#### [Required action]
Filter the data below, keeping only lines that contain "nope".

++++ Data supplied

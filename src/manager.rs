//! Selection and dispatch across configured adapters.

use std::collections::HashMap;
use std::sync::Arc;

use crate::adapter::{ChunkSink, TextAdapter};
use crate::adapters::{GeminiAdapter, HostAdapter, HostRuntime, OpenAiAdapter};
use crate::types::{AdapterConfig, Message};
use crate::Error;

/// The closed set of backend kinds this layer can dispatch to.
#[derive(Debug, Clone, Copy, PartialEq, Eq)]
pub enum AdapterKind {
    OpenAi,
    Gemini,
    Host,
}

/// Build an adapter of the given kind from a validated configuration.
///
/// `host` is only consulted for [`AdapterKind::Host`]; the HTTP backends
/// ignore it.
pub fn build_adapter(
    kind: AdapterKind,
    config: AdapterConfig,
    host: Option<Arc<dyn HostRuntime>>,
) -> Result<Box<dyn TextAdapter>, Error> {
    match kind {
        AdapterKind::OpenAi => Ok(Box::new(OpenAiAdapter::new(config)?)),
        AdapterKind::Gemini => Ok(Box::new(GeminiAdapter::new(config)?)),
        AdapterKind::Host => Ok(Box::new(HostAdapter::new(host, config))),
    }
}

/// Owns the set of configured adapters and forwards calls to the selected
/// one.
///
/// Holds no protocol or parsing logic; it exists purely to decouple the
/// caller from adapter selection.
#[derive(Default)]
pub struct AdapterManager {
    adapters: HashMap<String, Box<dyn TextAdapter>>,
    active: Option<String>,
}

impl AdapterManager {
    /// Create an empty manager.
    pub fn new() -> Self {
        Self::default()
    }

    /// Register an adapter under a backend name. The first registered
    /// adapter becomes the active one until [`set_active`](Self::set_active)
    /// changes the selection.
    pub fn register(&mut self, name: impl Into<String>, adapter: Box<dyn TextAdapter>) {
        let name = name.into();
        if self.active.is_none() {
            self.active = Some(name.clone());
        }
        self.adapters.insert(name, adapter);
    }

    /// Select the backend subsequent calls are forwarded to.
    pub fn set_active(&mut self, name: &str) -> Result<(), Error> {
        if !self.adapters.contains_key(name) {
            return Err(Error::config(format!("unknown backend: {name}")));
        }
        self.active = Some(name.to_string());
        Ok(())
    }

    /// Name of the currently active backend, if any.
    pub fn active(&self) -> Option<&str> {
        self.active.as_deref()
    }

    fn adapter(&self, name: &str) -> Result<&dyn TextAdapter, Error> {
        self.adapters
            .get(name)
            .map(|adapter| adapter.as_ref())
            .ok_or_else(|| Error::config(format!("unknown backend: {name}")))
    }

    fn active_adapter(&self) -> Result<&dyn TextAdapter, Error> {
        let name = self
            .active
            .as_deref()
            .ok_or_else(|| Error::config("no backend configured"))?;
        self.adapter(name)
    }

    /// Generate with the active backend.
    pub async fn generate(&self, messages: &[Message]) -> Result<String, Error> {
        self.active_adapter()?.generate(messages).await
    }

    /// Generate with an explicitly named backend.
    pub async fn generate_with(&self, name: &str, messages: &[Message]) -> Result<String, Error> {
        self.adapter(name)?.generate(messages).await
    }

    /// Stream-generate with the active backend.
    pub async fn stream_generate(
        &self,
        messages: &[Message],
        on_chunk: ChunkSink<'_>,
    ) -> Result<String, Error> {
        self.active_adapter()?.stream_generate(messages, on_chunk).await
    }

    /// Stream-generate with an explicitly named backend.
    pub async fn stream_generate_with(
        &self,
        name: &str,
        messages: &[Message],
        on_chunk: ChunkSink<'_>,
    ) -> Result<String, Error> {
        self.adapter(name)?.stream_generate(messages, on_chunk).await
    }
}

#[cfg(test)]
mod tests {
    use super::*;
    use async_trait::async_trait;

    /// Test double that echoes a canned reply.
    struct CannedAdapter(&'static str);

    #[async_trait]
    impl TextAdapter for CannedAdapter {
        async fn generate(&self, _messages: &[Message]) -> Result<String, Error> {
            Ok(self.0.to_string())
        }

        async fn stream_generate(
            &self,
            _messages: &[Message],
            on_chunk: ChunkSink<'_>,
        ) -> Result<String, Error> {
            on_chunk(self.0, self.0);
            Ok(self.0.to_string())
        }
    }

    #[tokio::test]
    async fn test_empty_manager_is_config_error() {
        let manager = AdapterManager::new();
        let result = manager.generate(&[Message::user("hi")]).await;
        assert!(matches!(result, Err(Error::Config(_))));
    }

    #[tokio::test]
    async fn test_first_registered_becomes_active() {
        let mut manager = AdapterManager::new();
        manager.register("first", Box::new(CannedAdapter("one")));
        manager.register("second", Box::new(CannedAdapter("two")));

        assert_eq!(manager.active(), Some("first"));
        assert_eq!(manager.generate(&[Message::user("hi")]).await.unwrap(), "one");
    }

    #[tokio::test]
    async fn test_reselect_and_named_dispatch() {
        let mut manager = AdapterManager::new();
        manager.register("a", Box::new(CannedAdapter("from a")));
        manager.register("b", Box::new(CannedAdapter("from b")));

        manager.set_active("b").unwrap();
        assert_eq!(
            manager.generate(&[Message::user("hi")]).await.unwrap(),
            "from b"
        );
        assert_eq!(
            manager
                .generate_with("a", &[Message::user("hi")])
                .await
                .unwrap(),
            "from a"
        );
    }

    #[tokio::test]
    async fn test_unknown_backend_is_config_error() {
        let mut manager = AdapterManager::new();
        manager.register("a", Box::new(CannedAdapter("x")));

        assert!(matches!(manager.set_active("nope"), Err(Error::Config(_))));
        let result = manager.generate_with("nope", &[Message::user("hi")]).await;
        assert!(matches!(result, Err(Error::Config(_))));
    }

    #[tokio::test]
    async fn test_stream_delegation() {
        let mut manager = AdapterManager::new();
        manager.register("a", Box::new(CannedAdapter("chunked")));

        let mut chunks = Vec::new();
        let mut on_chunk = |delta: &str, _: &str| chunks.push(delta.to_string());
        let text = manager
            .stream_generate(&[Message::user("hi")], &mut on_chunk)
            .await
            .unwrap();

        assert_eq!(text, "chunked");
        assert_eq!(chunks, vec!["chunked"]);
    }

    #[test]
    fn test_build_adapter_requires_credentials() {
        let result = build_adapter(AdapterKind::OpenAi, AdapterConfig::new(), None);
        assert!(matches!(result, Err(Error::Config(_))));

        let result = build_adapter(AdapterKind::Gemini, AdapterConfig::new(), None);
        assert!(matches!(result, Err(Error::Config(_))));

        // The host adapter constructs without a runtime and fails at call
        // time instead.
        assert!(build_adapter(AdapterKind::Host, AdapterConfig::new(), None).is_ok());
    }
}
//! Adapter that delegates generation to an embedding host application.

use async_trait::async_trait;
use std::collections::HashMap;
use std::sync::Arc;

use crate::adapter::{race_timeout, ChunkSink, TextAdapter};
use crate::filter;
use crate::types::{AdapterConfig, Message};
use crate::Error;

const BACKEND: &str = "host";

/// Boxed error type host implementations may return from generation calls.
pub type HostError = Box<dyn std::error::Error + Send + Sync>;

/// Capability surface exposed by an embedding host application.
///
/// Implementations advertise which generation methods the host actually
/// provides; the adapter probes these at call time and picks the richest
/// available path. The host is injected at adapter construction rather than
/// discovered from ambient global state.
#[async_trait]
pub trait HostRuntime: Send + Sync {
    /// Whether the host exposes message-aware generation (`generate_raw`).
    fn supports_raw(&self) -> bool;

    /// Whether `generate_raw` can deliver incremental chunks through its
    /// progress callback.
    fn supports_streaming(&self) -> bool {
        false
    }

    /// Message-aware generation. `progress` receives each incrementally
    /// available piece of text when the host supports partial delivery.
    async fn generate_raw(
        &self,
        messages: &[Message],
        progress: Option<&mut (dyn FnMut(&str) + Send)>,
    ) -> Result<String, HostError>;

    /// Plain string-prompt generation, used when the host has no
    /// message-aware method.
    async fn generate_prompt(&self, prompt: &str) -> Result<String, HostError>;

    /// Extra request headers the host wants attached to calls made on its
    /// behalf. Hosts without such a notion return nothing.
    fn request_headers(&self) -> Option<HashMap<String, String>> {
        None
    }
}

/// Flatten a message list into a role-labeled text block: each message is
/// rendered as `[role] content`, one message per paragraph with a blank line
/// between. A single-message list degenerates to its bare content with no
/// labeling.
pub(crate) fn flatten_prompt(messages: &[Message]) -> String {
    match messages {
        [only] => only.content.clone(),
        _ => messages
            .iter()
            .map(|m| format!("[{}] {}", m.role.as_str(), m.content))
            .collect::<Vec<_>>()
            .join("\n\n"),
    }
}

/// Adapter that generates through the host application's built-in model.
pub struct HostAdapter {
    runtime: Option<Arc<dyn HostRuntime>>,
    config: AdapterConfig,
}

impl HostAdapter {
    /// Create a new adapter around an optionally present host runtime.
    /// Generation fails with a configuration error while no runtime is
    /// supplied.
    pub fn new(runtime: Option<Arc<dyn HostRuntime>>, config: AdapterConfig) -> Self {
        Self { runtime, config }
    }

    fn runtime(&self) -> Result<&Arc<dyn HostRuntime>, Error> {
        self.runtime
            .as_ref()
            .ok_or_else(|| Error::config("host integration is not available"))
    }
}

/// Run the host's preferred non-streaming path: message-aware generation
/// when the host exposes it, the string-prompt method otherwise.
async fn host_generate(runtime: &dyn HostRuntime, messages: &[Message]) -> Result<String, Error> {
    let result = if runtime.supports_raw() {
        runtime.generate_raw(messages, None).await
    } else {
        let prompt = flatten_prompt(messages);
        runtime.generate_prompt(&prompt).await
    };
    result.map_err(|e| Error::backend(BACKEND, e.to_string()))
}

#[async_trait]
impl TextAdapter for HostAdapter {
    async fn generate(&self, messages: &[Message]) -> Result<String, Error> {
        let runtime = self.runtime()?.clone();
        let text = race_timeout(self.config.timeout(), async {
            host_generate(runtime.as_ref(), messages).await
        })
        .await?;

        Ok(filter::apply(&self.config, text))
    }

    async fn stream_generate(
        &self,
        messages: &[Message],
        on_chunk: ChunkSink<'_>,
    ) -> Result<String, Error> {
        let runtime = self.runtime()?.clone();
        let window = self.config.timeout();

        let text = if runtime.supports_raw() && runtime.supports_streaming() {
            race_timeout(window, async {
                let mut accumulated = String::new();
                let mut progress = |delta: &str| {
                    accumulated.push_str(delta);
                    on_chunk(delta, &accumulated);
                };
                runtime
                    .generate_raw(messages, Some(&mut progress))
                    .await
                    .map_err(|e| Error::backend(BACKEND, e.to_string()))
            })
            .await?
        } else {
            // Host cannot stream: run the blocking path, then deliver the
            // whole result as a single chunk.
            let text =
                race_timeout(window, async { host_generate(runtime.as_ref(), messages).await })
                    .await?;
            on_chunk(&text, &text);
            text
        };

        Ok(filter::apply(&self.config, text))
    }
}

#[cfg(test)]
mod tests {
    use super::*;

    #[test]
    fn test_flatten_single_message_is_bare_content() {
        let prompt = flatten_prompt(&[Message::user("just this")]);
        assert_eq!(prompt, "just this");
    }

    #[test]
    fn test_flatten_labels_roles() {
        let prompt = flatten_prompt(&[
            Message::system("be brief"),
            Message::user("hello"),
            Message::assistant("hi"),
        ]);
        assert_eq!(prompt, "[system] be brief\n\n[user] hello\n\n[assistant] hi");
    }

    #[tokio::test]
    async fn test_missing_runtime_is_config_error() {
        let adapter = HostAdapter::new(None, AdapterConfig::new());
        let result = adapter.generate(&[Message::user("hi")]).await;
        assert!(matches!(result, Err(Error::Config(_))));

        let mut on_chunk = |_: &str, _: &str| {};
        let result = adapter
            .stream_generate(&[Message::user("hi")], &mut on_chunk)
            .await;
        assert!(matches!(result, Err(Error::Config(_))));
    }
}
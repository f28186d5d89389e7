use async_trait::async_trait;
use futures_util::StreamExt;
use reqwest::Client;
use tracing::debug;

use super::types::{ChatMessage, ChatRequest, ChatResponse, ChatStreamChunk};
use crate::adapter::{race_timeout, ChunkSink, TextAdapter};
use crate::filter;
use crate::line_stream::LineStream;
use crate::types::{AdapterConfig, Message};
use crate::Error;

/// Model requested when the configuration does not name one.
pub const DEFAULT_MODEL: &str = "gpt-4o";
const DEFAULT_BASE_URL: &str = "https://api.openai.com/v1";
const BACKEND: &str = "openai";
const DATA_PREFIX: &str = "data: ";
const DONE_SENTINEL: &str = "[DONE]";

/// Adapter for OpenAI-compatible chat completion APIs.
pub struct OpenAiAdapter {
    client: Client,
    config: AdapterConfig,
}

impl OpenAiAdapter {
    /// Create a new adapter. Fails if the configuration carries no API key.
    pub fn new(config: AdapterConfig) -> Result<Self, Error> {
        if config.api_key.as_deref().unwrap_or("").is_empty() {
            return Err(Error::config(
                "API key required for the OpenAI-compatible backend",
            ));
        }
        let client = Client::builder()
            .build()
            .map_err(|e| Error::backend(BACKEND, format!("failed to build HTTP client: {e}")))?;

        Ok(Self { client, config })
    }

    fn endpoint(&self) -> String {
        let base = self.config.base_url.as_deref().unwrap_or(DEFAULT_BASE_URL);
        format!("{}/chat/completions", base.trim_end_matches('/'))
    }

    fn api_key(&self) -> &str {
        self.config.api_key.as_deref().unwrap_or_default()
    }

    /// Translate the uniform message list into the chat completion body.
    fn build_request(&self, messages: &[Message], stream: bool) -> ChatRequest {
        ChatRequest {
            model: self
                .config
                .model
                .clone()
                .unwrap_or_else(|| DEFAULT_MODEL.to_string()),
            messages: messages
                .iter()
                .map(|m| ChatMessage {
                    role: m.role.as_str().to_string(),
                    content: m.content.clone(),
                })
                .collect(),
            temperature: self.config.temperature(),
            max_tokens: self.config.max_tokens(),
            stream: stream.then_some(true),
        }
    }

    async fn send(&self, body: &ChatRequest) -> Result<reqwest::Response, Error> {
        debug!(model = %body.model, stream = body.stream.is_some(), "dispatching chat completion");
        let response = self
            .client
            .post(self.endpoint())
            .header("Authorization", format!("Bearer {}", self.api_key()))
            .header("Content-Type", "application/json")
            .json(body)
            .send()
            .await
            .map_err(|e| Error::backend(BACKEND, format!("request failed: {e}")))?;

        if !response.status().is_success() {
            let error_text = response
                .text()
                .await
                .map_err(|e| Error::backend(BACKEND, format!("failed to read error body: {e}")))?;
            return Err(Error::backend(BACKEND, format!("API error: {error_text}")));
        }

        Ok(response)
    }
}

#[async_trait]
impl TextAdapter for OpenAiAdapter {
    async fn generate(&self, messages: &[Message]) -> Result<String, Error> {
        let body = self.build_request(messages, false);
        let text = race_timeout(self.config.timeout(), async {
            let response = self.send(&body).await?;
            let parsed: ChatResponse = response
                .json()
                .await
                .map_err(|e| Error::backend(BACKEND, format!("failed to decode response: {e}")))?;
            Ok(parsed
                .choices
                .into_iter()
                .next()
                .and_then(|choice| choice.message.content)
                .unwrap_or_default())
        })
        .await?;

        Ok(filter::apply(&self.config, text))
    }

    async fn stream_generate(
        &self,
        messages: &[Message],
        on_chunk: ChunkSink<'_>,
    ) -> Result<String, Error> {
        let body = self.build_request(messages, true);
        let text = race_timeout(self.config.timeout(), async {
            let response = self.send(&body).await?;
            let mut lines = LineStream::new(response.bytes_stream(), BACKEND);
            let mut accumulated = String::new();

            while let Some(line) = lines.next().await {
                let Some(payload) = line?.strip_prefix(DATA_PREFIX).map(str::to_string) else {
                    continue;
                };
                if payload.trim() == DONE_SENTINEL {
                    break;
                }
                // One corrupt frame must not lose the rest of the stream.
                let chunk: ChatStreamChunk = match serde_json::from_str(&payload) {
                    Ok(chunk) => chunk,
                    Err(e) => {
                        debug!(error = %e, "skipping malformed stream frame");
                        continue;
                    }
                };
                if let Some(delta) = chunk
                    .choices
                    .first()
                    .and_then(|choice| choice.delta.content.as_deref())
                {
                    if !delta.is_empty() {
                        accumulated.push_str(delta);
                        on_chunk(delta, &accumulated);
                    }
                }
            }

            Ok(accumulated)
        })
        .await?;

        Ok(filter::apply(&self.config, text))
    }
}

++++++++

#### [Finished task]
        assert!(matches!(manager.set_active("nope"), Err(Error::Config(_))));
        let result = manager.generate_with("nope", &[Message::user("hi")]).await;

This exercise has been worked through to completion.